Davis si fece conoscere inizialmente all’interno delle comunità queer e punk di Los Angeles negli anni ‘80 attraverso la sua zine Fertile La Toyah Jackson Magazine (1982-91), che fotocopiava di nascosto sul posto di lavoro diurno alla UCLA. Le pubblicazioni di Davis diedero un’impronta fondamentale alla sottocultura delle zine femministe e queer che stava rapidamente crescendo: non a caso, infatti, il nome di Davis è menzionato nel lungo elenco di Hot Topic de Le Tigre, al cui interno troviamo nomi fondamentali della cultura queer underground come David Wojnarowicz o del cinema no wave e sex positive come Vivienne Dick. Come dichiarato dalla stessa Davis, «with my writing in queer zines and independent publications I acted as if the queercore movement was this huge vibrant scene when in actuality it was quite small, but in pretending to be a larger movement it actually activated its growth internationally».
La sua carriera come musicista e performer la vede invece inizialmente con le Afro Sisters, collettivo art-punk che metteva in scena performance ispirate al comunismo e alla ribellione contro la supremazia bianca.

Il loro ormai leggendario spettacolo We’re Taking Over vedeva il gruppo autoproclamarsi come il Sexualese Liberation Front, fronte di liberazione sessuale che mirava a rovesciare i dirigenti bianchi del potere politico aggredendoli simbolicamente con giganteschi falli neri.
Dopo la parentesi con le Afro Sisters, Davis ha creato altri personaggi all’interno di diverse conceptual band, tra cui Graciela Grejalva, una giovane cantante teenager di origine sudamericana nel gruppo ¡Cholita! The Female Menudo, oppure il suprematista bianco Clarence nel gruppo speed metal Pedro, Muriel & Esther e Rayvn Cymone McFarlane nella band Black Fag. Sui palchi dei nightclub o nei locali punk della città, Davis portava e porta in giro la sua personale biomitografia, termine coniato da Audre Lorde per parlare del suo libro Zami, con cui indica uno stile narrativo che travalica i confini dell’autobiografia, diventando strumento per articolare una storia collettiva di marginalizzazione attraverso il filtro del mito e di una storia personale.

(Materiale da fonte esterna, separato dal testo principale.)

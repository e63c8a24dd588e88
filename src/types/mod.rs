pub mod identifiers;
pub mod value;

pub use identifiers::{generate_filter_id, FilterId, Fingerprint, SearchId};
pub use value::FilterValue;
pub mod page;
pub mod settings;

pub use page::ListPageConfiguration;
pub use settings::{BundleSettings, EngineSettings, SettingsError};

In questo modo Vaginal Davis divenne uno dei punti di riferimento della scena queercore di Los Angeles, sfidando il pregiudizio bianco eterosessuale del movimento punk e rifiutando allo stesso tempo l’omonormatività del movimento omosessuale. Nel mezzo dell’epidemia di HIV/AIDS, Davis riuscì a creare uno spazio per riformulare il discorso queer e punk in termini anti-normativi e anti-capitalisti. Il teorico cubano José Esteban Muñoz il primo a utilizzare il termine terrorist drag per descrivere il lavoro di Davis, in particolare il modo in cui l’artista metteva in discussione, anziché nascondere, la propria alterità culturale, portando in scena le paure di un intero Paese su questioni come etnia, genere e sessualità e facendo un uso feroce della caricatura e della provocazione. Come disse Davis stessa, «I don’t fit into mainstream society, but I also don’t really fit into “alternative culture”, either. I was always too gay for the punks and too punk for the gays. I am a societal threat».